Le roman tente de se rendre profond par toute une panoplie d'aphorismes sur l'enfance, mais je trouve tout cela si rêche, si mécanique ! Puis déverser des axiomes dans un corps pour justifier ses comportements et ses actes, on ne me retirera pas l'idée qu'il s'agit là d'une certaine faiblesse.
On ne peut évidemment justifier tout ce que je viens de dire par l'étroitesse de ce roman, puisque Cocteau est très bien parvenu à créer un chef d'oeuvre avec autant, voire moins de pages que dans Le diable au corps. Dans Les enfants terribles, les situations, les actes même s'inscrivent dans les organes des enfants, ils tiennent en eux une réalité qui leur est propre, et l'univers en devient coloré par leur rétine, irréel d'être construits selon les mouvements fous de leur coeur, là où Radiguet place un oeil extérieur aux personnages, fait se déplacer des pions sur un échiquier et de temps en temps un pion en mange un autre jusqu'au mat final.
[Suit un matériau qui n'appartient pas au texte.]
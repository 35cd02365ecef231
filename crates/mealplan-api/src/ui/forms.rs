//! Form payloads posted by the UI and their translation into model edits.

use std::collections::BTreeMap;

use mealplan_core::{split_tags, GroceryItem, GroceryItemId, GroceryList, NewRecipe};
use serde::Deserialize;

use crate::error::AppError;

/// Recipe entry form. Checkboxes arrive only when checked.
#[derive(Debug, Clone, Default, PartialEq, Eq, Deserialize)]
pub struct RecipeForm {
    #[serde(default)]
    pub title: String,
    #[serde(default)]
    pub url: String,
    #[serde(default)]
    pub protein: String,
    /// Comma-separated.
    #[serde(default)]
    pub tags: String,
    #[serde(default)]
    pub notes: String,
    #[serde(default, rename = "kidFriendly")]
    pub kid_friendly: Option<String>,
    #[serde(default, rename = "glutenFree")]
    pub gluten_free: Option<String>,
}

impl RecipeForm {
    /// The blank form shown on a fresh page: both flags pre-checked.
    pub fn fresh() -> Self {
        Self {
            kid_friendly: Some("on".into()),
            gluten_free: Some("on".into()),
            ..Self::default()
        }
    }

    pub fn kid_friendly(&self) -> bool {
        self.kid_friendly.is_some()
    }

    pub fn gluten_free(&self) -> bool {
        self.gluten_free.is_some()
    }

    pub fn to_new_recipe(&self) -> NewRecipe {
        NewRecipe {
            title: self.title.clone(),
            url: self.url.clone(),
            tags: split_tags(&self.tags),
            notes: self.notes.clone(),
            protein: self.protein.clone(),
            kid_friendly: self.kid_friendly(),
            gluten_free: self.gluten_free(),
        }
    }
}

/// One day's selector in the planner. An empty `recipe` clears the day.
#[derive(Debug, Clone, Deserialize)]
pub struct PlanForm {
    pub day: String,
    #[serde(default)]
    pub recipe: String,
}

/// What the grocery editor asked for.
#[derive(Debug, Clone, PartialEq, Eq)]
pub enum GroceryAction {
    /// Append a blank row to the working copy.
    Add,
    /// Drop the row at this position from the working copy.
    Remove(usize),
    /// Persist the working copy.
    Save,
}

impl GroceryAction {
    fn parse(raw: &str) -> Result<Self, AppError> {
        match raw {
            "add" => Ok(Self::Add),
            "save" => Ok(Self::Save),
            other => other
                .strip_prefix("remove:")
                .and_then(|n| n.parse().ok())
                .map(Self::Remove)
                .ok_or_else(|| AppError::BadRequest(format!("unknown grocery action \"{other}\""))),
        }
    }
}

#[derive(Default)]
struct Row {
    id: String,
    text: String,
    done: bool,
}

/// The grocery editor's working copy plus the requested action.
#[derive(Debug, Clone)]
pub struct GroceryEdit {
    pub items: GroceryList,
    pub action: GroceryAction,
}

impl GroceryEdit {
    /// Rebuild the working copy from urlencoded pairs.
    ///
    /// Each row's fields are keyed by its position: `id:<n>`, `text:<n>` and
    /// (when checked) `done:<n>`. Rows come back in position order. A single
    /// `action` names what to do; a missing action means the form was
    /// submitted with Enter, which saves. Blank or repeated ids are replaced.
    pub fn from_pairs(pairs: Vec<(String, String)>) -> Result<Self, AppError> {
        let mut rows: BTreeMap<usize, Row> = BTreeMap::new();
        let mut action = None;

        for (key, value) in pairs {
            if key == "action" {
                action = Some(GroceryAction::parse(&value)?);
                continue;
            }
            let Some((field, index)) = key.split_once(':') else {
                continue;
            };
            let index: usize = index
                .parse()
                .map_err(|_| AppError::BadRequest(format!("bad grocery field \"{key}\"")))?;
            let row = rows.entry(index).or_default();
            match field {
                "id" => row.id = value,
                "text" => row.text = value,
                "done" => row.done = true,
                _ => {}
            }
        }

        let items: Vec<GroceryItem> = rows
            .into_values()
            .map(|row| GroceryItem::with_id(GroceryItemId::new(row.id), row.text, row.done))
            .collect();
        let mut items = GroceryList::from(items);
        items.normalize_ids();

        Ok(Self {
            items,
            action: action.unwrap_or(GroceryAction::Save),
        })
    }
}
C'est de la fadeur, rien d'autre.

(...)

C'est parce que ce roman manque de fraîcheur, de jeunesse que je ne l'apprécie pas. (...) On peut certes remarquer de la constance dans leurs relations, dans leur caractère, mais uniquement comme si tout cela était un ensemble de faits, d'entités invariantes, lorsque moi j'attends de la littérature un souffle, dix souffles, cent souffles se croisant, se brisant, se mêlant ; mais ici tout ce rompt, chaque trait de caractère est une courte expiration cristallisée dans le marbre d'un aphorisme, chaque acte est significatif, chaque mot compte, lorsque j'aime l'erreur dans la voix, l'inutile d'un acte ou d'un dire, l'insignifiant d'un caractère, tout ce qu'on prend la peine de dire, de développer et qui n'apporte rien, qui donne juste de l'amplitude au souffle et gonfle le corps des personnages, les rends plus vrais, plus contradictoires, en somme plus humains.
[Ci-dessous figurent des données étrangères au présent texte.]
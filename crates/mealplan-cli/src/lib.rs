//! # mealplan-cli — Operator CLI for the Meal Planner
//!
//! Reads and edits the same JSON document the service uses, without the
//! service running. Every mutating command is one load, mutate, save cycle
//! through a [`DocumentStore`], with the same validation the HTTP API applies.
//!
//! ## Subcommands
//!
//! - `mealplan recipes` — list or add recipes.
//! - `mealplan plan` — show the week or set/clear one day.
//! - `mealplan grocery` — show, add, check off, remove, or clear checked items.
//!
//! ```bash
//! mealplan recipes add --title Tacos --url https://example.com/tacos --tags quick,beef
//! mealplan plan set tue 3f2a...
//! mealplan --data ~/meals.json grocery clear-done
//! ```

pub mod grocery;
pub mod plan;
pub mod recipes;

use anyhow::{Context, Result};
use mealplan_core::{Document, DocumentStore};

/// Load the document with the store location attached to any failure.
pub fn load(store: &dyn DocumentStore) -> Result<Document> {
    store
        .load()
        .with_context(|| format!("failed to load {}", store.location()))
}

/// Load, apply `f`, save. Nothing is written if `f` fails.
pub fn update<R>(
    store: &dyn DocumentStore,
    f: impl FnOnce(&mut Document) -> Result<R>,
) -> Result<R> {
    let mut document = load(store)?;
    let out = f(&mut document)?;
    store
        .save(&document)
        .with_context(|| format!("failed to save {}", store.location()))?;
    tracing::debug!(location = %store.location(), "document saved");
    Ok(out)
}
Ici, oui, "on s'y retrouve", "la logique est cumulative", mais alors quoi : c'est un totem, un assemblage d'éléments, je ne dis pas disparates, mais liés par des branchements minutieusement construits et qui ne font qu'un clac en s'unissant, lorsque j'aime entendre un pfiou un crac un crrr, mais là tout se cale, tout est bien, tout s'emboîte, "logique cumulative", totems continus, pas bricolés, on fait attention que rien ne jure, on ne s'étale pas, on synthétise un maximum et au final, où est la longueur, où sont les creux où se pâmer, où sont les lits mous d'obscurité, les montagnes bizarres où deux soleils s'accouplent en se couchant et se haïssent en naissant, où le cri que la passion déploie et que rien ne saurait réfréner? Où les coups de folies qui nous font étrangler nos animaux domestiques, nos frères et nos soeurs? Où les poings serrés, les dents grinçantes, les choses qui ne se constatent pas et qui s'immiscent entre les lignes comme des monstres noirs? Où le sang? Où la bave?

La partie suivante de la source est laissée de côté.